Among the subjects mentioned by name were economics, political science,
philosophy, literature, sociology, history and Islamic studies. Somebody in the
NWFP Government had gone so far as to call these subjects worthless---an
opinion which many people express in private anyway. To this the response was
instantaneous. The editorial of 26 August in Dawn called the proposition absurd. Later Amir Mohammad Khan in News on
Sunday revealed that only five newly opened girl colleges in the NWFP would
not offer humanities. He also wrote that Anwar Ahmad Khwaja, Director Planning
and Development, Directorate of Colleges, said that the Frontier government did
not want to spare the money for these subjects. The Social Science Council
administered by Dr. Inayat Ullah, a prominent social scientist from Islamabad,
requested Dr. Mohammad Afzal to contact the Frontier Ministry of Education to
get a clarification from it. It now emerged that the Ministry had said that
when new universities were granted a charter then those offering sciences and
technology, such as IT, would be preferred. At another place Syed Imtiaz
Hussain Gilani, the NWFP Education Minister, also used the argument that the
‘arts’ graduates sit idle after graduation. Thus, he implied, there was no need
to spend scarce resources on increasing their numbers.
Where
does it all leave us? Deeply mystified, as usual! But one thing is certainly
clear. The government is preparing to give an even more step-motherly treatment
to the humanities than it has been so far. And it has been giving them a short
shift as we all know. After all, ever since the establishment of the Peshawar,
Sindh and Karachi universities governments has been opening up universities
without the subject of philosophy---the mother of all knowledge. Even the
Quaid-i-Azam University, which was meant to be a premier academic institution,
has neither philosophy nor sociology nor even politics. No Pakistani university
has linguistics though it is a byproduct of English and Urdu studies at places.

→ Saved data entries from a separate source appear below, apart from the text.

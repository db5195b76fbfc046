//! Error types for casebook.
//!
//! This module defines all error types used throughout the casebook crate,
//! providing detailed context for debugging and user-friendly error messages.

use std::path::PathBuf;
use thiserror::Error;

/// The main error type for casebook operations.
#[derive(Error, Debug)]
pub enum Error {
    // === Record Errors ===
    /// One or more required fields are missing or malformed.
    #[error("Missing or invalid fields: {}", .fields.join(", "))]
    Validation {
        /// Every offending field, in form order.
        fields: Vec<String>,
    },

    /// An import document failed shape or required-field checks.
    #[error("invalid import document{}: {message}", index_suffix(*.index))]
    Format {
        /// Index of the offending record, if the failure is record-specific.
        index: Option<usize>,
        /// Description of what went wrong.
        message: String,
    },

    /// No record exists under the given id.
    #[error("record not found: {id}")]
    NotFound {
        /// The id that was looked up.
        id: String,
    },

    // === Storage Errors ===
    /// The storage medium rejected a write because of its size limit.
    #[error("storage quota exceeded: write needs {needed} bytes, quota is {quota} bytes")]
    Capacity {
        /// Total bytes the storage would hold after the write.
        needed: u64,
        /// Configured quota in bytes.
        quota: u64,
    },

    /// Failed to open or create the database.
    #[error("failed to open database at {path}: {source}")]
    DatabaseOpen {
        /// Path to the database file.
        path: PathBuf,
        /// The underlying error.
        #[source]
        source: rusqlite::Error,
    },

    /// A database query failed.
    #[error("database query failed: {0}")]
    DatabaseQuery(#[from] rusqlite::Error),

    /// Failed to run database migrations.
    #[error("database migration failed: {message}")]
    DatabaseMigration {
        /// Description of what went wrong.
        message: String,
    },

    // === Configuration Errors ===
    /// Failed to load configuration.
    #[error("failed to load configuration: {0}")]
    ConfigLoad(Box<figment::Error>),

    /// Configuration validation failed.
    #[error("invalid configuration: {message}")]
    ConfigValidation {
        /// Description of the validation failure.
        message: String,
    },

    // === I/O Errors ===
    /// File system operation failed.
    #[error("I/O error: {0}")]
    Io(#[from] std::io::Error),

    /// Failed to create a required directory.
    #[error("failed to create directory {path}: {source}")]
    DirectoryCreate {
        /// Path that couldn't be created.
        path: PathBuf,
        /// The underlying error.
        #[source]
        source: std::io::Error,
    },

    // === Serialization Errors ===
    /// JSON serialization/deserialization failed.
    #[error("JSON error: {0}")]
    Json(#[from] serde_json::Error),

    // === Generic Errors ===
    /// An internal error occurred (bug).
    #[error("internal error: {0}")]
    Internal(String),
}

fn index_suffix(index: Option<usize>) -> String {
    index.map_or_else(String::new, |i| format!(" (record at index {i})"))
}

/// A specialized Result type for casebook operations.
pub type Result<T> = std::result::Result<T, Error>;

impl From<figment::Error> for Error {
    fn from(err: figment::Error) -> Self {
        Self::ConfigLoad(Box::new(err))
    }
}

impl Error {
    /// Create a validation error from a list of offending field names.
    #[must_use]
    pub fn validation<I, S>(fields: I) -> Self
    where
        I: IntoIterator<Item = S>,
        S: Into<String>,
    {
        Self::Validation {
            fields: fields.into_iter().map(Into::into).collect(),
        }
    }

    /// Create a document-level format error.
    #[must_use]
    pub fn format(message: impl Into<String>) -> Self {
        Self::Format {
            index: None,
            message: message.into(),
        }
    }

    /// Create a format error pointing at one record of the document.
    #[must_use]
    pub fn format_at(index: usize, message: impl Into<String>) -> Self {
        Self::Format {
            index: Some(index),
            message: message.into(),
        }
    }

    /// Create a not-found error.
    #[must_use]
    pub fn not_found(id: impl Into<String>) -> Self {
        Self::NotFound { id: id.into() }
    }

    /// Create a new internal error.
    #[must_use]
    pub fn internal(message: impl Into<String>) -> Self {
        Self::Internal(message.into())
    }

    /// Check if this error is a validation rejection.
    #[must_use]
    pub fn is_validation(&self) -> bool {
        matches!(self, Self::Validation { .. })
    }

    /// Check if this error is an import format rejection.
    #[must_use]
    pub fn is_format(&self) -> bool {
        matches!(self, Self::Format { .. })
    }

    /// Check if this error means the storage quota was hit.
    #[must_use]
    pub fn is_capacity(&self) -> bool {
        matches!(self, Self::Capacity { .. })
    }

    /// Check if this error means a record id was unknown.
    #[must_use]
    pub fn is_not_found(&self) -> bool {
        matches!(self, Self::NotFound { .. })
    }
}
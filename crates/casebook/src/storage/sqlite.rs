//! `SQLite`-backed slot storage.

use std::path::{Path, PathBuf};
use std::time::Duration;

use rusqlite::{params, Connection, OptionalExtension, TransactionBehavior};
use tracing::{debug, info};

use super::{check_quota, entry_bytes, migrations, Backend, DEFAULT_QUOTA_BYTES};
use crate::error::{Error, Result};

const REVISION_KEY: &str = "revision";

/// How long a write waits for another handle's lock before failing.
const BUSY_TIMEOUT: Duration = Duration::from_secs(5);

/// File-backed key-value storage.
///
/// Several `SqliteBackend` instances (in one process or many) may open the
/// same file; each sees the others' writes and revision bumps.
#[derive(Debug)]
pub struct SqliteBackend {
    /// Path to the database file.
    path: PathBuf,
    /// Database connection.
    conn: Connection,
    /// Byte quota across all slots.
    quota_bytes: u64,
}

impl SqliteBackend {
    /// Open or create a slot database at the given path.
    ///
    /// Creates the parent directories and database file if they don't exist.
    /// Initializes the schema if this is a new database.
    ///
    /// # Errors
    ///
    /// Returns an error if the database cannot be opened or schema initialization fails.
    pub fn open(path: impl AsRef<Path>) -> Result<Self> {
        let path = path.as_ref().to_path_buf();

        if let Some(parent) = path.parent() {
            if !parent.as_os_str().is_empty() && !parent.exists() {
                std::fs::create_dir_all(parent).map_err(|source| Error::DirectoryCreate {
                    path: parent.to_path_buf(),
                    source,
                })?;
            }
        }

        debug!("Opening database at {}", path.display());
        let conn = Connection::open(&path).map_err(|source| Error::DatabaseOpen {
            path: path.clone(),
            source,
        })?;

        // WAL lets a watcher read while another handle writes
        conn.execute_batch("PRAGMA journal_mode=WAL; PRAGMA synchronous=NORMAL;")?;
        conn.busy_timeout(BUSY_TIMEOUT)?;

        migrations::initialize_schema(&conn)?;

        info!("Database opened successfully at {}", path.display());
        Ok(Self {
            path,
            conn,
            quota_bytes: DEFAULT_QUOTA_BYTES,
        })
    }

    /// Create an in-memory database, mostly useful for tests.
    ///
    /// # Errors
    ///
    /// Returns an error if the in-memory database cannot be created.
    pub fn open_in_memory() -> Result<Self> {
        let conn = Connection::open_in_memory().map_err(|source| Error::DatabaseOpen {
            path: PathBuf::from(":memory:"),
            source,
        })?;

        migrations::initialize_schema(&conn)?;

        Ok(Self {
            path: PathBuf::from(":memory:"),
            conn,
            quota_bytes: DEFAULT_QUOTA_BYTES,
        })
    }

    /// Replace the byte quota.
    #[must_use]
    pub fn with_quota(mut self, quota_bytes: u64) -> Self {
        self.quota_bytes = quota_bytes;
        self
    }

    /// Get the path to the database file.
    #[must_use]
    pub fn path(&self) -> &Path {
        &self.path
    }

    /// Get the byte quota.
    #[must_use]
    pub fn quota_bytes(&self) -> u64 {
        self.quota_bytes
    }

    fn previous_entry_bytes(&self, key: &str) -> Result<u64> {
        let previous: Option<String> = self
            .conn
            .query_row("SELECT value FROM slots WHERE key = ?1", [key], |row| {
                row.get(0)
            })
            .optional()?;
        Ok(previous.map_or(0, |v| entry_bytes(key, &v)))
    }
}

impl Backend for SqliteBackend {
    fn get(&self, key: &str) -> Result<Option<String>> {
        let value = self
            .conn
            .query_row("SELECT value FROM slots WHERE key = ?1", [key], |row| {
                row.get(0)
            })
            .optional()?;
        Ok(value)
    }

    fn set(&mut self, key: &str, value: &str) -> Result<()> {
        let total = self.usage_bytes()?;
        let previous = self.previous_entry_bytes(key)?;
        check_quota(total, previous, key, value, self.quota_bytes)?;

        self.conn.execute(
            r"
            INSERT INTO slots (key, value, updated_at) VALUES (?1, ?2, datetime('now'))
            ON CONFLICT(key) DO UPDATE SET value = excluded.value, updated_at = excluded.updated_at
            ",
            params![key, value],
        )?;
        debug!(key, bytes = value.len(), "Wrote slot");
        Ok(())
    }

    fn remove(&mut self, key: &str) -> Result<()> {
        self.conn
            .execute("DELETE FROM slots WHERE key = ?1", [key])?;
        Ok(())
    }

    fn usage_bytes(&self) -> Result<u64> {
        let total: i64 = self.conn.query_row(
            r"
            SELECT COALESCE(SUM(LENGTH(CAST(key AS BLOB)) + LENGTH(CAST(value AS BLOB))), 0)
            FROM slots
            ",
            [],
            |row| row.get(0),
        )?;
        Ok(u64::try_from(total).unwrap_or(0))
    }

    fn revision(&self) -> Result<u64> {
        let value: Option<String> = self
            .conn
            .query_row(
                "SELECT value FROM metadata WHERE key = ?1",
                [REVISION_KEY],
                |row| row.get(0),
            )
            .optional()?;
        Ok(value.and_then(|v| v.parse().ok()).unwrap_or(0))
    }

    fn bump_revision(&mut self) -> Result<u64> {
        // Take the write lock up front so busy_timeout covers concurrent bumpers.
        let tx = self
            .conn
            .transaction_with_behavior(TransactionBehavior::Immediate)?;
        let current: u64 = tx
            .query_row(
                "SELECT value FROM metadata WHERE key = ?1",
                [REVISION_KEY],
                |row| row.get::<_, String>(0),
            )
            .optional()?
            .and_then(|v| v.parse().ok())
            .unwrap_or(0);
        let next = current + 1;
        tx.execute(
            "INSERT OR REPLACE INTO metadata (key, value) VALUES (?1, ?2)",
            params![REVISION_KEY, next.to_string()],
        )?;
        tx.commit()?;
        Ok(next)
    }
}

The concept of a university is changing fast before our very eyes and the
mushroom growth of one or two subject institutions calling themselves
universities are making people forget the idea that a university is an
institution for universal knowledge; for all known knowledge; for all which the
curious intellect can aspire to learn.
It
is, of course, true that most students want a comfortable job at the end of
their university life. That has been so ever since the professional middle
classes began. But it was also assumed that during one’s university life one
acquired a liberal education. One was exposed to new ideas. One came in contact
with some of the best minds of the age. One discussed things with ones’ peers.
One heard poetry, bits of history, problems in philosophy and knew that there
was such a thing as the life of the mind. Of course, at the end of the day the
average student forgot the arguments and the lines of poetry got badly mixed up.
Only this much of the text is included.